Com isso, devem sobrar apenas 5% das receitas para despesas discricionárias, aquelas que o governo tem liberdade para gastar como quer, como investimentos e custeio.
E mesmo nesse último caso a liberdade é muito limitada, pois se o Executivo cortar os gastos de custeio existe o risco de paralisação de órgãos e serviços públicos, por motivo variados – como falta de água ou luz, por exemplo. Assim, a "faca" costuma cair sobre o investimento, despesa que mais é afetada pelas restrições orçamentárias.
Baixo investimento público inibe setor privado e deprecia patrimônio
Segundo Castello Branco, o volume baixo de recursos para investimento prejudica o país por dois principais motivos. O primeiro, porque inibe o interesse do investidor privado. Segundo, porque deprecia o patrimônio público.
“A consequência é ruim, porque os investimentos públicos também auxiliam a alavancar investimentos privados. E porque você começa a ter uma deterioração do próprio patrimônio, porque o investimento é o chamado gasto nobre, justamente o gasto em obras, compra de equipamentos, construção de hospitais, postos de saúde, compra de respiradores, compra de materiais pra escola, construção de creches, estradas. Tudo isso é investimento”, explica o fundador da Associação Contas Abertas.

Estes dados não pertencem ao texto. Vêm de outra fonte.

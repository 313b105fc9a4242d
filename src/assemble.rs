use crate::{Change, Equality, Segment, Tag, Token};

/// Materializes the winning path's count-only segments into [Change]s,
/// walking both token slices in lockstep.
///
/// Common and added runs join tokens from the new slice, removed runs from
/// the old one. With the longest-token heuristic a common run keeps, pair by
/// pair, whichever side's token is wider, recovering formatting the equality
/// policy normalized away.
pub(crate) fn build_values<T: Token, V>(
    segments: Vec<Segment>,
    new: &[T],
    old: &[T],
    join: &dyn Fn(&[T]) -> V,
    use_longest_token: bool,
) -> Vec<Change<V>> {
    let mut changes = Vec::with_capacity(segments.len());
    let mut new_pos = 0;
    let mut old_pos = 0;

    for Segment { count, tag } in segments {
        let value = match tag {
            Tag::Removed => {
                let value = join(&old[old_pos..old_pos + count]);
                old_pos += count;
                value
            }

            Tag::Added => {
                let value = join(&new[new_pos..new_pos + count]);
                new_pos += count;
                value
            }

            Tag::Common => {
                let value = if use_longest_token {
                    let widest: Vec<T> = new[new_pos..new_pos + count]
                        .iter()
                        .zip(&old[old_pos..old_pos + count])
                        .map(|(new, old)| {
                            if old.width() > new.width() {
                                old.clone()
                            } else {
                                new.clone()
                            }
                        })
                        .collect();

                    join(&widest)
                } else {
                    join(&new[new_pos..new_pos + count])
                };

                new_pos += count;
                old_pos += count;
                value
            }
        };

        changes.push(Change { value, count, tag });
    }

    changes
}

/// Moves every removal in front of an insertion it directly follows.
///
/// The search discovers insertions before deletions at a shared position;
/// conventional output lists deletions first.
pub(crate) fn reorder_removals<V>(changes: &mut [Change<V>]) {
    for i in 1..changes.len() {
        if changes[i].tag == Tag::Removed && changes[i - 1].tag == Tag::Added {
            changes.swap(i - 1, i);
        }
    }
}

/// Folds a trailing change the policy cannot tell apart from the empty
/// string into its predecessor.
///
/// Suppresses a spurious trailing change caused only by an ignorable
/// boundary token, e.g. trailing whitespace under a whitespace-insensitive
/// policy.
pub(crate) fn merge_ignorable_trailer(changes: &mut Vec<Change>, eq: &Equality<String>) {
    let ignorable = changes.len() > 1
        && matches!(changes.last(), Some(last)
            if last.tag != Tag::Common && eq.equals(&String::new(), &last.value));

    if ignorable {
        let last = changes.pop().unwrap();
        let prior = changes.last_mut().unwrap();
        prior.value.push_str(&last.value);
    }
}

#[cfg(test)]
mod tests {
    use super::*;
    use assert_matches::assert_matches;

    fn tokens(text: &str) -> Vec<String> {
        text.split(' ').map(str::to_owned).collect()
    }

    fn concat(tokens: &[String]) -> String {
        tokens.concat()
    }

    #[test]
    fn values_materialize_from_the_right_side() {
        let old = tokens("a b c");
        let new = tokens("a x c");

        let segments = vec![
            Segment { count: 1, tag: Tag::Common },
            Segment { count: 1, tag: Tag::Added },
            Segment { count: 1, tag: Tag::Removed },
            Segment { count: 1, tag: Tag::Common },
        ];

        let changes = build_values(segments, &new, &old, &concat, false);

        assert_matches!(&changes[..], [common, added, removed, tail] => {
            assert_eq!((common.tag, common.value.as_str()), (Tag::Common, "a"));
            assert_eq!((added.tag, added.value.as_str()), (Tag::Added, "x"));
            assert_eq!((removed.tag, removed.value.as_str()), (Tag::Removed, "b"));
            assert_eq!((tail.tag, tail.value.as_str()), (Tag::Common, "c"));
        });
    }

    #[test]
    fn the_longest_token_heuristic_keeps_the_wider_side() {
        let old = vec!["foo  ".to_owned()];
        let new = vec!["foo".to_owned()];
        let segments = vec![Segment { count: 1, tag: Tag::Common }];

        let changes = build_values(segments, &new, &old, &concat, true);
        assert_eq!(changes[0].value, "foo  ");

        let segments = vec![Segment { count: 1, tag: Tag::Common }];
        let changes = build_values(segments, &new, &old, &concat, false);
        assert_eq!(changes[0].value, "foo");
    }

    #[test]
    fn removals_move_in_front_of_the_insertion_they_follow() {
        let mut changes = vec![
            Change { value: "x".to_owned(), count: 1, tag: Tag::Added },
            Change { value: "b".to_owned(), count: 1, tag: Tag::Removed },
            Change { value: "c".to_owned(), count: 1, tag: Tag::Common },
            Change { value: "y".to_owned(), count: 1, tag: Tag::Added },
            Change { value: "d".to_owned(), count: 1, tag: Tag::Removed },
        ];

        reorder_removals(&mut changes);

        let script: Vec<_> = changes.iter().map(|c| (c.tag, c.value.as_str())).collect();
        assert_eq!(script, [
            (Tag::Removed, "b"),
            (Tag::Added, "x"),
            (Tag::Common, "c"),
            (Tag::Removed, "d"),
            (Tag::Added, "y"),
        ]);
    }

    #[test]
    fn an_ignorable_trailing_change_folds_into_its_predecessor() {
        let comparator = |left: &String, right: &String| left.trim() == right.trim();
        let eq = Equality::new(Some(&comparator), false);

        let mut changes = vec![
            Change { value: "foo".to_owned(), count: 1, tag: Tag::Common },
            Change { value: " ".to_owned(), count: 1, tag: Tag::Removed },
        ];

        merge_ignorable_trailer(&mut changes, &eq);

        assert_matches!(&changes[..], [Change { value, count: 1, tag: Tag::Common }] => {
            assert_eq!(value, "foo ");
        });
    }

    #[test]
    fn a_lone_change_is_never_folded() {
        let comparator = |left: &String, right: &String| left.trim() == right.trim();
        let eq = Equality::new(Some(&comparator), false);

        let mut changes = vec![Change { value: " ".to_owned(), count: 1, tag: Tag::Removed }];
        merge_ignorable_trailer(&mut changes, &eq);

        assert_eq!(changes.len(), 1);
    }

    #[test]
    fn a_substantial_trailing_change_is_kept() {
        let mut changes = vec![
            Change { value: "foo".to_owned(), count: 1, tag: Tag::Common },
            Change { value: "bar".to_owned(), count: 1, tag: Tag::Added },
        ];

        merge_ignorable_trailer(&mut changes, &Equality::default());

        assert_eq!(changes.len(), 2);
    }
}
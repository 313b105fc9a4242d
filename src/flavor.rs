use crate::{diff, diff_slices, tokenize, Change, DiffOptions, Equality, Token};

/// Character-by-character diff.
pub fn diff_chars(old: &str, new: &str) -> Vec<Change> {
    diff(old, new, &DiffOptions::default())
}

/// Word diff that ignores whitespace differences between tokens.
///
/// A change consisting only of whitespace at a text boundary folds into the
/// neighboring run instead of surfacing as a spurious edit.
pub fn diff_words(old: &str, new: &str) -> Vec<Change> {
    let comparator = |left: &String, right: &String| left.trim() == right.trim();

    let options = DiffOptions {
        comparator: Some(&comparator),
        tokenize: Some(&tokenize::words),
        ..DiffOptions::default()
    };

    diff(old, new, &options)
}

/// Word diff where whitespace differences count.
pub fn diff_words_with_space(old: &str, new: &str) -> Vec<Change> {
    let options = DiffOptions {
        tokenize: Some(&tokenize::words),
        ..DiffOptions::default()
    };

    diff(old, new, &options)
}

/// Line-by-line diff.
pub fn diff_lines(old: &str, new: &str) -> Vec<Change> {
    let options = DiffOptions {
        tokenize: Some(&tokenize::lines),
        ..DiffOptions::default()
    };

    diff(old, new, &options)
}

/// Line diff that ignores leading and trailing whitespace within a line.
pub fn diff_trimmed_lines(old: &str, new: &str) -> Vec<Change> {
    let comparator = |left: &String, right: &String| left.trim() == right.trim();

    let options = DiffOptions {
        comparator: Some(&comparator),
        tokenize: Some(&tokenize::lines),
        ..DiffOptions::default()
    };

    diff(old, new, &options)
}

/// Sentence-by-sentence diff.
pub fn diff_sentences(old: &str, new: &str) -> Vec<Change> {
    let options = DiffOptions {
        tokenize: Some(&tokenize::sentences),
        ..DiffOptions::default()
    };

    diff(old, new, &options)
}

/// Diff targeted at css content.
pub fn diff_css(old: &str, new: &str) -> Vec<Change> {
    let options = DiffOptions {
        tokenize: Some(&tokenize::css),
        ..DiffOptions::default()
    };

    diff(old, new, &options)
}

/// Diffs two token slices under the default equality policy.
pub fn diff_arrays<T: Token>(old: &[T], new: &[T]) -> Vec<Change<Vec<T>>> {
    diff_slices(old, new, &Equality::default())
}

Oportunidade para rever gastos e estimular investimento privado
Paulo Paiva, da Fundação Dom Cabral, vê no pouco espaço para investimento federal uma oportunidade para o governo estimular os investimentos privados e rever seus gastos, melhorando a eficiência do setor público. É essa, aliás, a agenda do ministro da Economia, Paulo Guedes, que aposta em privatizações e concessões de infraestrutura ao setor privado.

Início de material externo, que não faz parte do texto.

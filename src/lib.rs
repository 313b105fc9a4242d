//! # Overview
//!
//! This crate finds the shortest edit script between two tokenized texts,
//! the minimal ordered sequence of insertions, deletions and common runs
//! that transforms one text into the other, implementing the greedy search
//! described in ["An O(ND) Difference Algorithm and its Variations"][myers]
//! (Myers, 1986).
//!
//! Tokenization, token equality and value reconstruction are pluggable
//! through [DiffOptions]; ready-made flavors cover character, word, line,
//! sentence, css and json comparison, and [diff_slices] diffs arbitrary
//! [Token] slices.
//!
//! [myers]: http://citeseerx.ist.psu.edu/viewdoc/summary?doi=10.1.1.4.6927
//!
//! # Example
//!
//! ```rust
//! use text_edit_script::*;
//!
//! let changes = diff_words("the quick brown fox", "the slow brown cat");
//!
//! let script: Vec<_> = changes.iter().map(|c| (c.tag, c.value.as_str())).collect();
//!
//! assert_eq!(script, [
//!     (Tag::Common, "the "),
//!     (Tag::Removed, "quick"),
//!     (Tag::Added, "slow"),
//!     (Tag::Common, " brown "),
//!     (Tag::Removed, "fox"),
//!     (Tag::Added, "cat"),
//! ]);
//! ```

mod change;
mod convert;
mod diff;
mod flavor;
mod json;
mod options;
mod policy;
mod token;

pub mod tokenize;

pub use change::*;
pub use convert::*;
pub use diff::*;
pub use flavor::*;
pub use json::*;
pub use options::*;
pub use policy::*;
pub use token::*;

mod assemble;
mod engine;

pub(crate) use assemble::*;
pub(crate) use engine::*;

“O governo deve estimular os investimentos privados, os marcos regulatórios e se preparar para atrair recursos privados que estão disponíveis no mundo e aqui no Brasil, principalmente com as baixas taxas de juros”, avalia.
O ex-ministro defende que os poucos recursos públicos disponíveis no Orçamento do ano que vem sejam direcionados para as áreas sociais. “As atividades que possam ser executadas com recursos privados devem executadas com recursos privados”, diz.
Para Paiva, o Estado tem um papel fundamental no crescimento da economia e na regulação, "mas não pode tudo". "Não é possível retornar a um período que foi do governo Geisel [1974- 79] ou do governo Dilma Rousseff, que foi um desastre, de achar que o Estado pode tudo."
Ministros pressionam por recursos
Apesar da restrição orçamentária, ministros pressionam a Economia por mais recursos em 2021, conforme mostrou a Gazeta do Povo. Os mais interessados são os ministros da Defesa (Fernando Azevedo e Silva), da Infraestrutura (Tarcísio de Freitas) e Desenvolvimento Regional (Rogério Marinho).
Marinho chegou a liderar um movimento dentro do governo para flexibilizar o teto de gastos, o mecanismo que impede as despesas públicas de crescer acima da inflação. O teto é considerado a "âncora fiscal" pela equipe econômica, que descarta qualquer tipo de flexibilização.
A ideia de Marinho era retirar os investimentos federais do limite do teto, para que o governo pudesse gastar mais com obras no ano que vem, via endividamento público. Porém, esse movimento foi barrado pelo ministro Paulo Guedes, que teve o apoio do presidente Jair Bolsonaro, após intensa discussão dentro do governo.
O professor Paulo Paiva avalia que mexer no teto para aumentar os gastos públicos pode levar o país à recessão porque passaria um sinal ruim aos investidores e poderia levar a uma pressão inflacionária e ao aumento da taxa de juros.
Gil Castello Branco, da Contas Abertas, acredita que o ministro Paulo Guedes não vai conseguir segurar a pressão por aumento dos gastos por muito tempo, mesmo que isso coloque em risco a credibilidade econômica do país. Ele avalia que tanto o presidente Bolsonaro quanto a ala desenvolvimentista do governo querem deixar suas marcas políticas, com os programas Renda Brasil e o Pró-Brasil, respectivamente.
“O ministro Paulo Guedes está numa situação muito difícil. Ele pode, inclusive, não abrir o cofre agora. Mas num determinado momento a pressão política por mais gastos será tal que eu acho que ele pode até sair levando a chave do cofre, mas logo logo o Centrão vai achar um chaveiro”, diz Castello Branco.